Strengthen Your Writing & Public Speaking With The Verb Skeleton

by Bobby Gilles

in Church Communications,Songwriting/Hymn Workshop

Good writing depends on crisp, active verbs. This is true for songwriting, fiction, sermons, essays and all other forms of writing. Also, preachers and liturgical readers can better hold the interest of listeners by emphasizing verbs when speaking.

Author/professor of English Frederick Smock has said:

Sometimes I ask my students to make a verb skeleton of a poem, or passage, that they have written. By isolating the verbs, one can tell if they carry the weight of the action (which they should). A good writer’s sentences move on the wheels of the verbs.

  • Songwriters, do this with your lyrics
  • Preachers, do this with your sermons
  • Hymnodists, do this with old hymns you’re revising — especially if you want to edit archaic language. Don’t replace strong verbs with weak ones.

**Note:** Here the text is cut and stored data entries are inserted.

//! Mood selector state.

use crate::models::Mood;

/// Single-selection mood picker with a keyboard cursor.
///
/// The cursor only moves the highlight; a mood is selected by clicking or
/// by confirming the mood under the cursor.
#[derive(Debug, Clone, Default)]
pub struct MoodSelector {
    selected: Option<Mood>,
    cursor: usize,
}

impl MoodSelector {
    pub fn new() -> Self {
        Self::default()
    }

    pub fn options(&self) -> &'static [Mood] {
        &Mood::ALL
    }

    /// Replace any previous selection with `mood`.
    pub fn select(&mut self, mood: Mood) {
        if let Some(idx) = Mood::ALL.iter().position(|m| *m == mood) {
            self.cursor = idx;
        }
        self.selected = Some(mood);
        tracing::debug!(mood = mood.label(), "Mood selected");
    }

    pub fn selected(&self) -> Option<Mood> {
        self.selected
    }

    pub fn is_selected(&self, mood: Mood) -> bool {
        self.selected == Some(mood)
    }

    pub fn cursor(&self) -> usize {
        self.cursor
    }

    pub fn move_left(&mut self) {
        self.cursor = self.cursor.saturating_sub(1);
    }

    pub fn move_right(&mut self) {
        if self.cursor + 1 < Mood::ALL.len() {
            self.cursor += 1;
        }
    }

    pub fn select_under_cursor(&mut self) -> Mood {
        let mood = Mood::ALL[self.cursor];
        self.select(mood);
        mood
    }
}
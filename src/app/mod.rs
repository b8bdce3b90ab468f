//! Application state and logic for the TUI.
//!
//! This module contains the core [`App`] struct and related types:
//! - [`Screen`] - Which screen is currently displayed
//! - [`AppMessage`] - Messages from timers and injected callbacks
//! - [`StatusLine`] - Transient feedback line

mod handlers;
mod messages;
mod types;

pub use messages::AppMessage;
pub use types::{Screen, StatusLine, STATUS_TTL};

use std::time::Instant;

use tokio::sync::mpsc;

use crate::breathing::{TickScheduler, TokioTickScheduler};
use crate::config::AppConfig;
use crate::models::DashboardData;
use crate::state::{SettingsToggle, WellnessToolkit};

/// Scheduler used by the running binary.
pub type RuntimeScheduler = TokioTickScheduler<AppMessage>;

/// Main application state
pub struct App<S: TickScheduler = RuntimeScheduler> {
    /// Current screen being displayed
    pub screen: Screen,
    /// Toolkit screen state, including the breathing exercise
    pub toolkit: WellnessToolkit<S>,
    /// Content of the progress dashboard
    pub dashboard: DashboardData,
    /// Effective configuration
    pub config: AppConfig,
    /// Whether the personalization settings panel is visible
    pub settings_panel_open: bool,
    /// Transient feedback line
    pub status: Option<StatusLine>,
    /// Flag to track if the app should quit
    pub should_quit: bool,
    /// Set when state changed since the last draw
    pub needs_redraw: bool,
    /// Frame ticks since launch (drives animations)
    pub tick_count: u64,
    /// Sender cloned into timers and callbacks
    pub message_tx: mpsc::UnboundedSender<AppMessage>,
    /// Receiver taken by the event loop
    pub message_rx: Option<mpsc::UnboundedReceiver<AppMessage>>,
}

impl App<RuntimeScheduler> {
    /// Build the app with a tokio-backed breathing ticker.
    pub fn new(config: AppConfig) -> Self {
        let (message_tx, message_rx) = mpsc::unbounded_channel();
        let scheduler = TokioTickScheduler::new(message_tx.clone());
        Self::with_scheduler(config, scheduler, message_tx, message_rx)
    }
}

impl<S: TickScheduler> App<S> {
    /// Build the app around an explicit scheduler and channel.
    pub fn with_scheduler(
        config: AppConfig,
        scheduler: S,
        message_tx: mpsc::UnboundedSender<AppMessage>,
        message_rx: mpsc::UnboundedReceiver<AppMessage>,
    ) -> Self {
        let toolkit = WellnessToolkit::new(
            config.breathing,
            scheduler,
            settings_toggle(message_tx.clone()),
        );

        Self {
            screen: Screen::default(),
            toolkit,
            dashboard: DashboardData::fixture(),
            config,
            settings_panel_open: false,
            status: None,
            should_quit: false,
            needs_redraw: true,
            tick_count: 0,
            message_tx,
            message_rx: Some(message_rx),
        }
    }

    /// Advance the frame counter and expire the status line.
    pub fn tick(&mut self) {
        self.tick_count = self.tick_count.wrapping_add(1);

        if self
            .status
            .as_ref()
            .is_some_and(|status| status.is_expired(Instant::now()))
        {
            self.status = None;
            self.mark_dirty();
        }

        // The breathing circle pulses; keep redrawing while it is on screen.
        if self.toolkit.breathing().is_active() {
            self.mark_dirty();
        }
    }

    pub fn mark_dirty(&mut self) {
        self.needs_redraw = true;
    }

    pub fn quit(&mut self) {
        tracing::info!("Quit requested");
        self.should_quit = true;
    }

    pub fn navigate_to(&mut self, screen: Screen) {
        if self.screen != screen {
            tracing::debug!(from = ?self.screen, to = ?screen, "Screen change");
            self.screen = screen;
            self.mark_dirty();
        }
    }

    pub fn set_status(&mut self, text: impl Into<String>) {
        self.status = Some(StatusLine::new(text));
        self.mark_dirty();
    }

    /// Drain messages that are already queued. Used by tests and on startup.
    pub fn drain_messages(&mut self) {
        let mut pending = Vec::new();
        if let Some(rx) = self.message_rx.as_mut() {
            while let Ok(message) = rx.try_recv() {
                pending.push(message);
            }
        }
        for message in pending {
            self.handle_message(message);
        }
    }
}

/// Settings toggle that posts into the app channel instead of touching state.
fn settings_toggle(tx: mpsc::UnboundedSender<AppMessage>) -> SettingsToggle {
    Box::new(move || {
        if tx.send(AppMessage::ToggleSettingsPanel).is_err() {
            tracing::warn!("Message channel closed, settings toggle dropped");
        }
    })
}
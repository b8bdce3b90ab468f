//! Wellspring - a terminal wellness dashboard with a guided breathing exercise
//!
//! This library exposes modules for use in integration tests and benches.

pub mod app;
pub mod breathing;
pub mod config;
pub mod error;
pub mod logging;
pub mod models;
pub mod prelude;
pub mod state;
pub mod terminal;
pub mod ui;
pub mod widgets;
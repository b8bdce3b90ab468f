//! UI rendering for Wellspring
//!
//! Frame layout:
//! - Header: screen tabs (Progress / Toolkit)
//! - Body: the active screen
//! - Status line: transient feedback
//! - Footer: keybind hints
//!
//! Overlays (settings panel, breathing modal) draw last. Rendering only reads
//! the [`App`]; all state changes happen in the handlers.

mod breathing;
mod dashboard;
mod layout;
mod panels;
mod theme;
mod toolkit;

pub use breathing::{circle_radius, phase_color, render_breathing_modal};
pub use dashboard::{area_fill, render_dashboard};
pub use layout::{breakpoints, centered_rect, truncate_string, LayoutContext};
pub use panels::{render_milestones, render_settings_panel};
pub use theme::{
    COLOR_ACCENT, COLOR_BORDER, COLOR_DIM, COLOR_HEADER, COLOR_PROGRESS, COLOR_PROGRESS_BG,
};
pub use toolkit::{render_toolkit, REFLECTION_PLACEHOLDER, REFLECTION_PROMPT};

use ratatui::{
    layout::{Constraint, Layout, Rect},
    style::{Modifier, Style},
    text::{Line, Span},
    widgets::{Block, Borders, Tabs},
    Frame,
};

use crate::app::{App, Screen};
use crate::breathing::TickScheduler;
use crate::state::ToolkitFocus;

use theme::COLOR_MUTED;

// ============================================================================
// Main UI Rendering
// ============================================================================

/// Render the whole frame.
pub fn render<S: TickScheduler>(frame: &mut Frame, app: &App<S>) {
    let [header, body, status, footer] = Layout::vertical([
        Constraint::Length(3),
        Constraint::Min(0),
        Constraint::Length(1),
        Constraint::Length(1),
    ])
    .areas(frame.area());

    render_header(frame, header, app.screen);

    match app.screen {
        Screen::Dashboard => render_dashboard(frame, body, &app.dashboard),
        Screen::Toolkit => render_toolkit(frame, body, app),
    }

    render_status(frame, status, app);
    frame.render_widget(build_keybinds(app), footer);

    if app.settings_panel_open {
        render_settings_panel(frame, body, &app.config);
    }
    if app.toolkit.breathing().is_active() {
        render_breathing_modal(frame, frame.area(), app.toolkit.breathing(), app.tick_count);
    }
}

fn render_header(frame: &mut Frame, area: Rect, screen: Screen) {
    let titles = [Screen::Dashboard, Screen::Toolkit]
        .into_iter()
        .map(|s| format!("{} {}", s.index() + 1, s.title()));

    let tabs = Tabs::new(titles)
        .block(
            Block::default()
                .borders(Borders::ALL)
                .border_style(Style::default().fg(COLOR_BORDER))
                .title(Span::styled(
                    " Wellspring ",
                    Style::default().fg(COLOR_ACCENT).add_modifier(Modifier::BOLD),
                )),
        )
        .style(Style::default().fg(COLOR_DIM))
        .highlight_style(Style::default().fg(COLOR_ACCENT).add_modifier(Modifier::BOLD))
        .select(screen.index());
    frame.render_widget(tabs, area);
}

fn render_status<S: TickScheduler>(frame: &mut Frame, area: Rect, app: &App<S>) {
    if let Some(status) = &app.status {
        let line = Line::from(vec![
            Span::styled(" ● ", Style::default().fg(COLOR_ACCENT)),
            Span::styled(
                truncate_string(&status.text, area.width.saturating_sub(3) as usize),
                Style::default().fg(COLOR_HEADER),
            ),
        ]);
        frame.render_widget(line, area);
    }
}

/// Keybind hints for the current context.
pub fn build_keybinds<S: TickScheduler>(app: &App<S>) -> Line<'static> {
    let key = Style::default().fg(COLOR_ACCENT);
    let text = Style::default().fg(COLOR_MUTED);

    let mut pairs: Vec<(&'static str, &'static str)> = Vec::new();
    if app.toolkit.breathing().is_active() {
        pairs.push(("Esc", "end exercise"));
    } else if app.settings_panel_open {
        pairs.push(("Esc", "close settings"));
        pairs.push(("q", "quit"));
    } else if app.screen == Screen::Toolkit && app.toolkit.focus() == ToolkitFocus::Reflection {
        pairs.push(("Esc", "stop writing"));
        pairs.push(("Tab", "next section"));
        pairs.push(("Ctrl+C", "quit"));
    } else {
        pairs.push(("1/2", "screens"));
        if app.screen == Screen::Toolkit {
            pairs.push(("Tab", "section"));
            pairs.push(("←→↑↓", "move"));
            pairs.push(("Enter", "select"));
        }
        pairs.push(("b", "breathe"));
        pairs.push(("s", "settings"));
        pairs.push(("q", "quit"));
    }

    let mut spans = vec![Span::raw(" ")];
    for (i, (k, label)) in pairs.into_iter().enumerate() {
        if i > 0 {
            spans.push(Span::styled(" │ ", text));
        }
        spans.push(Span::styled(k, key));
        spans.push(Span::styled(format!(" {}", label), text));
    }
    Line::from(spans)
}
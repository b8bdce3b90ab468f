mod mood;
mod progress;
mod tools;

pub use mood::Mood;
pub use progress::{
    series_coords, DashboardData, RecommendedItem, SessionRecord, TimeSeriesPoint, WeeklySummary,
};
pub use tools::QuickTool;
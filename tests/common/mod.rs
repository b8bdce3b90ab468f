//! Shared fixtures for integration tests.

#![allow(dead_code)]

use crossterm::event::{KeyCode, KeyEvent, KeyModifiers};
use ratatui::{backend::TestBackend, Terminal};
use tokio::sync::mpsc;
use wellspring::app::{App, AppMessage};
use wellspring::breathing::{BreathTick, BreathingController, ManualTickScheduler};
use wellspring::config::{AppConfig, BreathingConfig};

/// App driven by a manual ticker.
pub fn test_app() -> App<ManualTickScheduler> {
    test_app_with(AppConfig::default())
}

pub fn test_app_with(config: AppConfig) -> App<ManualTickScheduler> {
    let (tx, rx) = mpsc::unbounded_channel();
    App::with_scheduler(config, ManualTickScheduler::new(), tx, rx)
}

/// Controller with default config plus a clone of its scheduler for
/// inspecting live ticker counts.
pub fn test_controller() -> (BreathingController<ManualTickScheduler>, ManualTickScheduler) {
    let scheduler = ManualTickScheduler::new();
    let controller = BreathingController::new(BreathingConfig::default(), scheduler.clone());
    (controller, scheduler)
}

/// A tick for the controller's current session.
pub fn tick_for(controller: &BreathingController<ManualTickScheduler>) -> BreathTick {
    BreathTick {
        generation: controller.generation(),
    }
}

/// A tick for the app's current breathing session, as the ticker would post it.
pub fn app_tick(app: &App<ManualTickScheduler>) -> AppMessage {
    AppMessage::BreathTick(tick_for(app.toolkit.breathing()))
}

pub fn press(app: &mut App<ManualTickScheduler>, code: KeyCode) {
    app.handle_key(KeyEvent::new(code, KeyModifiers::NONE));
}

pub fn type_text(app: &mut App<ManualTickScheduler>, text: &str) {
    for c in text.chars() {
        press(app, KeyCode::Char(c));
    }
}

/// Render the full frame and return the buffer as one string.
pub fn render_to_string(app: &App<ManualTickScheduler>, width: u16, height: u16) -> String {
    let mut terminal = Terminal::new(TestBackend::new(width, height)).unwrap();
    terminal
        .draw(|f| wellspring::ui::render(f, app))
        .unwrap();
    terminal
        .backend()
        .buffer()
        .content()
        .iter()
        .map(|c| c.symbol())
        .collect()
}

Circle or highlight your verbs. Or, if you’re ambitious, write the verbs from your latest song on a separate piece of paper. What do these verbs tell you about your song? Does it zip or plod?

Here is a partial verb skeleton for mine and Kristen’s “Rising Tide,” one of the songs you can get for free in our The Whole Big Story record, on your right:

sweeps
subdues
erases
entered
came
became
watched
fell
became
crushed
conquered
canceled
ascended
sent
draw
lead
Some of these (sweeps, fell, conquered) are stronger than others (came, became). We didn’t find it necessary to revise came/becameout of the song. We needed those lines, and we liked the ratio of strong to weak verbs.


This is something you’ll have to decide each time. You need not delete every was and became, nor exchange every passive verb for an active one. But too many of them will make for a brittle, boring skeleton. Make yours strong, straight and ready to spring to life.